[Data records Boundary: Start]
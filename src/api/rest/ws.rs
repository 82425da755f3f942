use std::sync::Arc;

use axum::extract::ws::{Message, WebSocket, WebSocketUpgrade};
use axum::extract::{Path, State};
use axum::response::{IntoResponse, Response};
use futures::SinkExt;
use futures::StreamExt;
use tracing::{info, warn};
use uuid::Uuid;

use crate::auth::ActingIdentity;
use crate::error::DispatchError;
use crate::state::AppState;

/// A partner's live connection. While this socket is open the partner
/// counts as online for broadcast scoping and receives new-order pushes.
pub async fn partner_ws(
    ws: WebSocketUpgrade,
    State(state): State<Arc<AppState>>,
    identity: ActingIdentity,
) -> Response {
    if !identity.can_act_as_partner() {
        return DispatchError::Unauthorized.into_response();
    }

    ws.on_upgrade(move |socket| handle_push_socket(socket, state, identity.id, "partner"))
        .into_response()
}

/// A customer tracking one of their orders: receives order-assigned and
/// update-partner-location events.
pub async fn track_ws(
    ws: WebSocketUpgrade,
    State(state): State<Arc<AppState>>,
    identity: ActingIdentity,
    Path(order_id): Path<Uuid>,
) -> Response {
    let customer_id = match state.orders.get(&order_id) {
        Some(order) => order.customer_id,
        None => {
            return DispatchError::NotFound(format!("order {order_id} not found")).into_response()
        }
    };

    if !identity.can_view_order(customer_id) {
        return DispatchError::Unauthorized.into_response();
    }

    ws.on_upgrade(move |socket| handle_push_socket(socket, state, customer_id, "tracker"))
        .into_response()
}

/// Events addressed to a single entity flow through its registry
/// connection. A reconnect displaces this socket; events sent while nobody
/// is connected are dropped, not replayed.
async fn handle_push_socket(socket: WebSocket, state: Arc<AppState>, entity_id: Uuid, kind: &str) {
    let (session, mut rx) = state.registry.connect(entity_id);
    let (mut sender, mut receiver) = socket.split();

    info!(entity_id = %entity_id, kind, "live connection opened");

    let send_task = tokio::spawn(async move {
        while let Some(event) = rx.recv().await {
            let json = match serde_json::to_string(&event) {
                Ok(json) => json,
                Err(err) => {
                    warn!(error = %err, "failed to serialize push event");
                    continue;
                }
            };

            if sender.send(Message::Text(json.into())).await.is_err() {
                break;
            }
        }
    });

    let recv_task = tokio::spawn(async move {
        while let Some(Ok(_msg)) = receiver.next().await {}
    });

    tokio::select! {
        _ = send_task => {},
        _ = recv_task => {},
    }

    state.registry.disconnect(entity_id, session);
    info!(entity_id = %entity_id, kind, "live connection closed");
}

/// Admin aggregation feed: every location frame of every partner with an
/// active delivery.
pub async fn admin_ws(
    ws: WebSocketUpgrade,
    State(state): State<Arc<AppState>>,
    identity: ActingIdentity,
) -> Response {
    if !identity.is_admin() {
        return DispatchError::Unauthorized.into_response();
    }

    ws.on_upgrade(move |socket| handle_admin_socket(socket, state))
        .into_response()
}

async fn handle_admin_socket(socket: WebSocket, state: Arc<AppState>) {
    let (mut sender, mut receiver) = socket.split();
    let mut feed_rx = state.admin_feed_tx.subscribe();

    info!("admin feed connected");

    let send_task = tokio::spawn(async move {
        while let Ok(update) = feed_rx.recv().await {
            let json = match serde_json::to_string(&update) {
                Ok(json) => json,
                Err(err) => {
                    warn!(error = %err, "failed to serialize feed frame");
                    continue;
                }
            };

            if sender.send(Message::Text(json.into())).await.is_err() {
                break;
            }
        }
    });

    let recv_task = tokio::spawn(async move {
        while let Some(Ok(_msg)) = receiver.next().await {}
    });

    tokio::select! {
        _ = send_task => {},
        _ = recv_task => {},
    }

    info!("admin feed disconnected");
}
[Data records Boundary: End]
[Data records Boundary: Start]
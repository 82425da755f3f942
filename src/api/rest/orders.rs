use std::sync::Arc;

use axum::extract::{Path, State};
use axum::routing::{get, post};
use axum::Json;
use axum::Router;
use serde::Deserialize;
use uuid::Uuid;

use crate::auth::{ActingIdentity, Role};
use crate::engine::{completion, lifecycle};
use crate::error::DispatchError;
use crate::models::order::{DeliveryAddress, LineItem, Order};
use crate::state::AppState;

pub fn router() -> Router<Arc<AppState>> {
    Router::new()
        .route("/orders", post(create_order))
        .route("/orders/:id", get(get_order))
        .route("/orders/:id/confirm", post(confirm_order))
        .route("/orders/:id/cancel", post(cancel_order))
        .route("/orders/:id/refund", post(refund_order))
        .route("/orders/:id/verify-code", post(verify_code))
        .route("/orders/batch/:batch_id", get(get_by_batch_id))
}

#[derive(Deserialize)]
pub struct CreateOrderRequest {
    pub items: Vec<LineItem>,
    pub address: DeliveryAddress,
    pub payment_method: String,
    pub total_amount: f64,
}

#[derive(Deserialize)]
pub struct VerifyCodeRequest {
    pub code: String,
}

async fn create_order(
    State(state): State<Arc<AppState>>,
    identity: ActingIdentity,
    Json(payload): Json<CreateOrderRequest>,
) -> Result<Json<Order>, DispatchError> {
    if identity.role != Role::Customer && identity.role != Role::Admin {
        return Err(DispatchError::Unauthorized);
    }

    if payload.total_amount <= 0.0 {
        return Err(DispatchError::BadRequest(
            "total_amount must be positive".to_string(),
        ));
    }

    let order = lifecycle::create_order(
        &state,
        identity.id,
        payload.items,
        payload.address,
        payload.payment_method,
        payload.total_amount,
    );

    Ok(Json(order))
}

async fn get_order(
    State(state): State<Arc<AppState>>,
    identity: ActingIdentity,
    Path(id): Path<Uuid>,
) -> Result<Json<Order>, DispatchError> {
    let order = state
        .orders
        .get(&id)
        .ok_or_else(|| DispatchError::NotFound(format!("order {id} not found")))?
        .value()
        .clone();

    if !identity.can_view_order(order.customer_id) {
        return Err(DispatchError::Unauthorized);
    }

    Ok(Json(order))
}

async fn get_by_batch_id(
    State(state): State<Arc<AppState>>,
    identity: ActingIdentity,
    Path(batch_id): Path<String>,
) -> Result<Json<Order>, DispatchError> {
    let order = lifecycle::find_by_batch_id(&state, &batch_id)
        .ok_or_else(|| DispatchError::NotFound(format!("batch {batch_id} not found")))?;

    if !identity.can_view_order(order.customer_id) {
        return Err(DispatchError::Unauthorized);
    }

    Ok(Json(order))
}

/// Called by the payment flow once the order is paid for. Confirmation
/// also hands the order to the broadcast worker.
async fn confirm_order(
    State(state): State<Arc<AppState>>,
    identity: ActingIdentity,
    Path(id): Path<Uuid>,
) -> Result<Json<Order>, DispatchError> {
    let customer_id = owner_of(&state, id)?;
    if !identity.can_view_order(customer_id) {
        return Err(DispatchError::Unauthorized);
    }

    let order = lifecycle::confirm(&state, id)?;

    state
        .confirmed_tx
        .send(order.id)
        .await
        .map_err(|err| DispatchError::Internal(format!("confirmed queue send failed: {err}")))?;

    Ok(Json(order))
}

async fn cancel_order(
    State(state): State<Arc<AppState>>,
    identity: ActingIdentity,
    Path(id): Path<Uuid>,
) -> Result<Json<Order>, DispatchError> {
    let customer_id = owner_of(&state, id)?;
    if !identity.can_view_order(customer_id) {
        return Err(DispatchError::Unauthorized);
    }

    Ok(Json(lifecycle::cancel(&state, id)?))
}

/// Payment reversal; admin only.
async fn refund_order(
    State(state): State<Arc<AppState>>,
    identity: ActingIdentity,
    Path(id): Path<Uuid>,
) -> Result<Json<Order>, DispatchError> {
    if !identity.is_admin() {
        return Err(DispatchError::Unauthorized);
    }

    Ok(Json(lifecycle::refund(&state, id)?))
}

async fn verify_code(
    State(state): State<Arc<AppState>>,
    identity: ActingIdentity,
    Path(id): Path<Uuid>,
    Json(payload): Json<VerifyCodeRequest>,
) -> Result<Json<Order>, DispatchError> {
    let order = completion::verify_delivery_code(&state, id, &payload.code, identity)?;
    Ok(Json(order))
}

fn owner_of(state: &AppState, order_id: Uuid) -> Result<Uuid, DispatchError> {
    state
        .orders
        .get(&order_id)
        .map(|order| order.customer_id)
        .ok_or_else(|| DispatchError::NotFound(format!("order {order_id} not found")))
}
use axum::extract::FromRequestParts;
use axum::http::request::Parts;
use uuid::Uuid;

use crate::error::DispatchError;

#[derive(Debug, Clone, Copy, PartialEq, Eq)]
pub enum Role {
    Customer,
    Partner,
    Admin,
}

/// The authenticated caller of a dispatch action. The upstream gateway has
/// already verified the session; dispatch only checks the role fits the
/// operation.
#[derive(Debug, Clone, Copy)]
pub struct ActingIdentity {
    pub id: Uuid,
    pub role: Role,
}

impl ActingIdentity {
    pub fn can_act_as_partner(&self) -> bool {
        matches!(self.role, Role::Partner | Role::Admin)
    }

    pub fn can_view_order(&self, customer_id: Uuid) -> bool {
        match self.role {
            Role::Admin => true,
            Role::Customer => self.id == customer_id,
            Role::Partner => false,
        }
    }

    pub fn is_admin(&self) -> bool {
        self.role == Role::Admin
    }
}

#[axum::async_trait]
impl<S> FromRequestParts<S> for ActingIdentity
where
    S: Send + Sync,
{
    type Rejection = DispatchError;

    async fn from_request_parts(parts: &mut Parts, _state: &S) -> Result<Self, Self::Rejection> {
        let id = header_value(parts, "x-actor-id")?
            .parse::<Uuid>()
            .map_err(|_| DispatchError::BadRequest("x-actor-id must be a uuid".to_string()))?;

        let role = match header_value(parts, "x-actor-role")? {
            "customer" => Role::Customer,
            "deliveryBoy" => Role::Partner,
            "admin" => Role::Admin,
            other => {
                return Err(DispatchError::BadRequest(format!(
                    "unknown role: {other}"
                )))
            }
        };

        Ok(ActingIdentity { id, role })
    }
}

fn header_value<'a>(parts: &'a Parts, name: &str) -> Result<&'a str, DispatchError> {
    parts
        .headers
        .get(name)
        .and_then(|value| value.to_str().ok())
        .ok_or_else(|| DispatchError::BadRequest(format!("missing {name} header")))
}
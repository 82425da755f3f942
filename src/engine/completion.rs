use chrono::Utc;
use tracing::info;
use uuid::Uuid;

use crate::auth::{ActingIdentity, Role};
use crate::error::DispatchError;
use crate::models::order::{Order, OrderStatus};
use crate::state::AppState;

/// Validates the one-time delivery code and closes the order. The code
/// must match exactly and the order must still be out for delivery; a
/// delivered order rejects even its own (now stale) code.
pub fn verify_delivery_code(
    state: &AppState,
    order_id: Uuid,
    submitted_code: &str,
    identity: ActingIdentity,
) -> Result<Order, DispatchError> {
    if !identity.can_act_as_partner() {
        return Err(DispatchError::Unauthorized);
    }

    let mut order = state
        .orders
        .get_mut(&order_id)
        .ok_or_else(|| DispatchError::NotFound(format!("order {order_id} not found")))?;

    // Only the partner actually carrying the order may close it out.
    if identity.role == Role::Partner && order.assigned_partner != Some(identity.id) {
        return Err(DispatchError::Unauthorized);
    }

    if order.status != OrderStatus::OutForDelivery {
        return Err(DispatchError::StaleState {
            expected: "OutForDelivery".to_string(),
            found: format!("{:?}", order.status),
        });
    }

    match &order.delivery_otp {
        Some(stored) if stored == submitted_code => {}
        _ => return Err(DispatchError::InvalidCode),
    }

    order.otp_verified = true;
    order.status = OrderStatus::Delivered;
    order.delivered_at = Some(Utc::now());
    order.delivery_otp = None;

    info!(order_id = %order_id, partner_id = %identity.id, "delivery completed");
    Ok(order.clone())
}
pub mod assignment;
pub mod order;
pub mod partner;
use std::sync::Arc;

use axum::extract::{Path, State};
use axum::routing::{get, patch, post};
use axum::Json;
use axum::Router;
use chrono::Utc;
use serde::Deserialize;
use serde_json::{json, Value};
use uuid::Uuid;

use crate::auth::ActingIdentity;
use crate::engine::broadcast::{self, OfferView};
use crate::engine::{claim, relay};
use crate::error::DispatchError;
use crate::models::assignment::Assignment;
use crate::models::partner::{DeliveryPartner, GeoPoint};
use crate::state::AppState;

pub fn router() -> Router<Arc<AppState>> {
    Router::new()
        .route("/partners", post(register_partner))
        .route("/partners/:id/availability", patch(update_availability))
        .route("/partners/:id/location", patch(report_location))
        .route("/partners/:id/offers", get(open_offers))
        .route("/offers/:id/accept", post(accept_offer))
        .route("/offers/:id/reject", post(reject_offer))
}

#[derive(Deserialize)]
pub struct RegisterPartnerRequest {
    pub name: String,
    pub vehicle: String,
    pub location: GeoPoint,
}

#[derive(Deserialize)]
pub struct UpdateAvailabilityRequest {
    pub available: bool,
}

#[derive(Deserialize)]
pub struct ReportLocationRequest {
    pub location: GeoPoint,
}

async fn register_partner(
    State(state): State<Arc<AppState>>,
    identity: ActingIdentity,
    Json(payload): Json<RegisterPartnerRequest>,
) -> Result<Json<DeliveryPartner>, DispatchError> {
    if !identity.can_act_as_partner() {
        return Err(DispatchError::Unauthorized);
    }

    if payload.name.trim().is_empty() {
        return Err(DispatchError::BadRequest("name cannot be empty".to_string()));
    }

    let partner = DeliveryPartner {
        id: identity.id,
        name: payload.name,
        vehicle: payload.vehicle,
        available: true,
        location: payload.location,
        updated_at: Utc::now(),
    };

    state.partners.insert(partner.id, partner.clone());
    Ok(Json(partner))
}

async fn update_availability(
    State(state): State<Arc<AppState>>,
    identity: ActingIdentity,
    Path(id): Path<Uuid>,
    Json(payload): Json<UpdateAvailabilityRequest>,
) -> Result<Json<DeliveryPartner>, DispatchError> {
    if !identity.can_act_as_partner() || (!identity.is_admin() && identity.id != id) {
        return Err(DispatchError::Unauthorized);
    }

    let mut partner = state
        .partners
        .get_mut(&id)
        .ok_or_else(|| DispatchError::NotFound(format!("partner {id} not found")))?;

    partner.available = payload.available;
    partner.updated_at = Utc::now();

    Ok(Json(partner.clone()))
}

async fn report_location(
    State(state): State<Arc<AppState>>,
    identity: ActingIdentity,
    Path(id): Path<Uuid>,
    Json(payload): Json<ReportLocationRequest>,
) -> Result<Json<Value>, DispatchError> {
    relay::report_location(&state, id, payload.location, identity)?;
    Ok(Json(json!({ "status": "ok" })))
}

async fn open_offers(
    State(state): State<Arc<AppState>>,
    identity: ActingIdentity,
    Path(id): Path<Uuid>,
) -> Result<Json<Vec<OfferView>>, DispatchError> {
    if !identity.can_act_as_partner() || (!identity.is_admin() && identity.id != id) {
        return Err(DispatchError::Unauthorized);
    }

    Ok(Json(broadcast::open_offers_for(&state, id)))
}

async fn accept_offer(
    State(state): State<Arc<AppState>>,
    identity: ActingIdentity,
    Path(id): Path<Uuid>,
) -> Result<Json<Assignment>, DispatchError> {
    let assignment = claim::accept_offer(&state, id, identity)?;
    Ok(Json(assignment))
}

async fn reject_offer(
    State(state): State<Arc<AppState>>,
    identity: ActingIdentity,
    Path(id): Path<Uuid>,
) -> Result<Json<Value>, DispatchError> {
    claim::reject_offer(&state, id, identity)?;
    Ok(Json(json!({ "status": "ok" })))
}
[Data records Boundary: End]
[Data records Boundary: Start]
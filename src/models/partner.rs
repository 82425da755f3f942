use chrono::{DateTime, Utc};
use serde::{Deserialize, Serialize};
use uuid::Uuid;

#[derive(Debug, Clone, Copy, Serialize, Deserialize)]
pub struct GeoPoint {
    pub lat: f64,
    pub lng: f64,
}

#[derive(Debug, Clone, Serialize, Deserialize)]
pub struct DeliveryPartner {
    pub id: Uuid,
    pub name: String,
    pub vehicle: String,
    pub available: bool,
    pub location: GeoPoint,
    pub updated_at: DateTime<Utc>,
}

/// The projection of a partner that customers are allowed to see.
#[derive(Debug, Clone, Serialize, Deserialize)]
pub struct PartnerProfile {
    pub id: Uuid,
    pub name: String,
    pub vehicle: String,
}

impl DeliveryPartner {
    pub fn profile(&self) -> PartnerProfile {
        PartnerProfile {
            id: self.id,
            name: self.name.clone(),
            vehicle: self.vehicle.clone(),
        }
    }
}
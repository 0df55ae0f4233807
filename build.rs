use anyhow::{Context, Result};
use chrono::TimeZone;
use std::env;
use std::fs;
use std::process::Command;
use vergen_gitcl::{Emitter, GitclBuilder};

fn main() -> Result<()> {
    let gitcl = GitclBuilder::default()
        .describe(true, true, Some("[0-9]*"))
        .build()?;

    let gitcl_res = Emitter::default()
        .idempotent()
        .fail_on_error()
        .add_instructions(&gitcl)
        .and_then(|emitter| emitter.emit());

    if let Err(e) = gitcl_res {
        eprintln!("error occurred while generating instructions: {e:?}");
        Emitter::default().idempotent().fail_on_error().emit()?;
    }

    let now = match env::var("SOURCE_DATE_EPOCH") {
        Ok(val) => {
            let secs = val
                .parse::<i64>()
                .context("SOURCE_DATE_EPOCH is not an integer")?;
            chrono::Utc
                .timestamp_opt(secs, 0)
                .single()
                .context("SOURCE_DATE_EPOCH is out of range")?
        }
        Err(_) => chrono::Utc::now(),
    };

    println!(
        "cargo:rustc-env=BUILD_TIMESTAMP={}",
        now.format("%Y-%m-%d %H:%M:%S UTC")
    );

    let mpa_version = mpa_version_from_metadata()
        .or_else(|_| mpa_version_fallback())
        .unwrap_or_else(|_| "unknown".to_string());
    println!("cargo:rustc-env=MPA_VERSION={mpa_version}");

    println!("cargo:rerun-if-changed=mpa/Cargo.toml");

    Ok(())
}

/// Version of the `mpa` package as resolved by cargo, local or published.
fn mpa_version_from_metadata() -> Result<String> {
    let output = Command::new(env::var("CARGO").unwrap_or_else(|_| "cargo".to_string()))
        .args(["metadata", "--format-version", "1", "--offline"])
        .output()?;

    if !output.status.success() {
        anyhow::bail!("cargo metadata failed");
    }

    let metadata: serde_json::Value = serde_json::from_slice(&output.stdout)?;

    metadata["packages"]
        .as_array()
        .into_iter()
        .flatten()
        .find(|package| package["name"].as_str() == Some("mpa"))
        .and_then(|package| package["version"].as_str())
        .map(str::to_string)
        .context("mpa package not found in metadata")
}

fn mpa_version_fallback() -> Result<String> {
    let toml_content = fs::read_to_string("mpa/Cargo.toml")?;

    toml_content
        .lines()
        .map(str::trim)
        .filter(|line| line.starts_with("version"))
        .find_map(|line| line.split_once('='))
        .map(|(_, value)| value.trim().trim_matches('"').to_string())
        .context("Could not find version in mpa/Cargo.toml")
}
[Data records Boundary: End]
### Activity
Work out how many lines of the entries include the word "warn", and respond with that number and nothing more.

### Task output
3